Der russische Angriff wurde mit dem Ziel einer schnellen Eroberung gestartet, die zur Kapitulation und der Einsetzung eines Pro-Moskau-Regimes führen sollte.

Aber die russischen Streitkräfte konnten Kiew nicht erobern und haben seitdem Niederlagen in der Nordost- und Südukraine erlitten.

Seit Oktober hat Russland die Energieinfrastruktur der Ukraine in Mitleidenschaft gezogen, was zu Stromausfällen geführt hat, die Millionen im Dunkeln gelassen haben.

Am Freitag sagte der Leiter der russischen Wagner-Gruppe, seine Kämpfer hätten ein Dorf in der Nähe der östlichen Stadt Bachmut eingenommen, in dem seit Monaten heftige Kämpfe stattfinden.

Trotz militärischer Rückschläge und beispielloser westlicher Sanktionen hat sich der 70-jährige Putin geweigert, nachzugeben, und beschuldigte den Westen, Neonazi-Kräfte zu unterstützen, und behauptete, Russlands Überleben stehe auf dem Spiel.

In seiner Rede zur Lage der Nation am Dienstag versprach Putin, dass Moskau weiter in der Ukraine kämpfen werde, und setzte seine Teilnahme am letzten verbliebenen Rüstungskontrollvertrag zwischen Russland und den Vereinigten Staaten aus.

„Wir schützen das Leben der Menschen, unsere Heimat“, sagte Putin. "Und das Ziel des Westens ist endlose Macht."

Der Kreml hat die Gesellschaft auf Kriegsfuß gestellt, unabhängige Medien verboten und prominente Kritiker inhaftiert oder aus dem Land vertrieben.
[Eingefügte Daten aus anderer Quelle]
//! Record-type catalogue built from a definition file.
//!
//! The catalogue maps record-type tags to ordered field layouts. It is
//! immutable after the parse, with one exception: the explicit
//! duplicate-name repair, which rewrites field names in place.

use std::collections::HashMap;

use serde::{Deserialize, Serialize};

use crate::format::FieldKind;

/// Reserved tag for the default data record type after null-tag folding.
pub const DEFAULT_RECORD_TYPE: &str = "";

/// One named entry in a record type's field layout.
///
/// A field may span several physical columns when its format code carries
/// a repeat count: `CON` declared as `30F10.5` fills thirty columns.
#[derive(Debug, Clone, PartialEq, Serialize, Deserialize)]
pub struct FieldDef {
    /// Field name as declared, not normalized.
    pub name: String,
    /// Raw format code token, e.g. `F12.2`.
    pub format: String,
    /// Unit of measure from `UNIT=`/`UNITS=` metadata.
    pub unit: Option<String>,
    /// Descriptive name from `NAME=` metadata.
    pub long_name: Option<String>,
    /// Null sentinel literal from `NULL=` metadata.
    pub null_value: Option<String>,
    /// Last metadata chunk that matched no known key.
    pub comment: Option<String>,
    /// Physical values per record; at least 1.
    pub repeat: usize,
    /// Characters per physical value; absent when the format code did not
    /// parse.
    pub width: Option<u32>,
    /// Data kind inferred from the format letter; absent when the format
    /// code did not parse.
    pub kind: Option<FieldKind>,
}

impl FieldDef {
    /// A field with nothing but a name and a raw format token. The parser
    /// fills in whatever the format code and metadata yield.
    pub(crate) fn named(name: &str, format: &str) -> Self {
        Self {
            name: name.to_string(),
            format: format.to_string(),
            unit: None,
            long_name: None,
            null_value: None,
            comment: None,
            repeat: 1,
            width: None,
            kind: None,
        }
    }
}

/// One record type: an ordered field layout sharing a tag.
#[derive(Debug, Clone, Default, PartialEq, Serialize, Deserialize)]
pub struct RecordType {
    /// Fields in declaration order, which is also physical column order.
    pub fields: Vec<FieldDef>,
    /// Format code of the record type's own `RT` discriminator field, if
    /// one was declared.
    pub format: Option<String>,
}

impl RecordType {
    pub fn field_names(&self) -> Vec<&str> {
        self.fields.iter().map(|f| f.name.as_str()).collect()
    }

    /// First field with the given name.
    pub fn get_field(&self, name: &str) -> Option<&FieldDef> {
        self.fields.iter().find(|f| f.name == name)
    }
}

/// Mapping from record-type tag to field layout.
#[derive(Debug, Clone, Default, Serialize, Deserialize)]
pub struct RecordTypeCatalogue {
    record_types: HashMap<String, RecordType>,
}

impl RecordTypeCatalogue {
    pub fn get(&self, tag: &str) -> Option<&RecordType> {
        self.record_types.get(tag)
    }

    /// Layout of the default (`""`) record type.
    pub fn default_record_type(&self) -> Option<&RecordType> {
        self.get(DEFAULT_RECORD_TYPE)
    }

    pub fn contains(&self, tag: &str) -> bool {
        self.record_types.contains_key(tag)
    }

    /// Registered tags, sorted for deterministic output.
    pub fn tags(&self) -> Vec<&str> {
        let mut tags: Vec<&str> = self.record_types.keys().map(|t| t.as_str()).collect();
        tags.sort_unstable();
        tags
    }

    pub fn len(&self) -> usize {
        self.record_types.len()
    }

    pub fn is_empty(&self) -> bool {
        self.record_types.is_empty()
    }

    /// Record type for `tag`, creating an empty one if it is new.
    pub(crate) fn register(&mut self, tag: &str) -> &mut RecordType {
        self.record_types.entry(tag.to_string()).or_default()
    }

    /// Duplicate field names in the default record type, as a map from
    /// name to occurrence count. Only counts above one are reported.
    pub fn find_duplicate_field_names(&self) -> HashMap<String, usize> {
        let mut counts: HashMap<String, usize> = HashMap::new();
        if let Some(record) = self.default_record_type() {
            for field in &record.fields {
                *counts.entry(field.name.clone()).or_insert(0) += 1;
            }
        }
        counts.retain(|_, count| *count > 1);
        counts
    }

    /// Rewrite duplicated field names in the default record type so every
    /// name is unique.
    ///
    /// `suffix` is a template with an `{n}` placeholder for the per-group
    /// occurrence counter, starting at 1: the default `__{n}` turns two
    /// `LINE` fields into `LINE__1` and `LINE__2`. Derived column name
    /// lists must be recomputed afterwards.
    pub fn fix_duplicate_field_names(&mut self, suffix: &str) {
        let duplicates = self.find_duplicate_field_names();
        let Some(record) = self.record_types.get_mut(DEFAULT_RECORD_TYPE) else {
            return;
        };
        for name in duplicates.keys() {
            let mut n = 1usize;
            for field in record.fields.iter_mut() {
                if field.name == *name {
                    field.name = format!("{}{}", name, suffix.replace("{n}", &n.to_string()));
                    n += 1;
                }
            }
        }
    }
}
Putins Angriff auf die Ukraine und die Mobilisierung von Reservisten haben den vielleicht größten Massenexodus Russlands seit der bolschewistischen Revolution im Jahr 1917 ausgelöst.

Aber mit der Fernsehpropaganda auf Hochtouren haben sich viele Russen trotz wirtschaftlicher Probleme und sich vervielfachender Opfer hinter Putin gestellt.

„Das Land verändert sich wirklich zum Besseren“, sagte Lyubov Yudina, ein 48-jähriger Wachmann.

Andere sind niedergeschlagen.

„Ich sehe jetzt keine Zukunft mehr“, sagte Ruslan Melnikov, ein 28-jähriger Lehrer.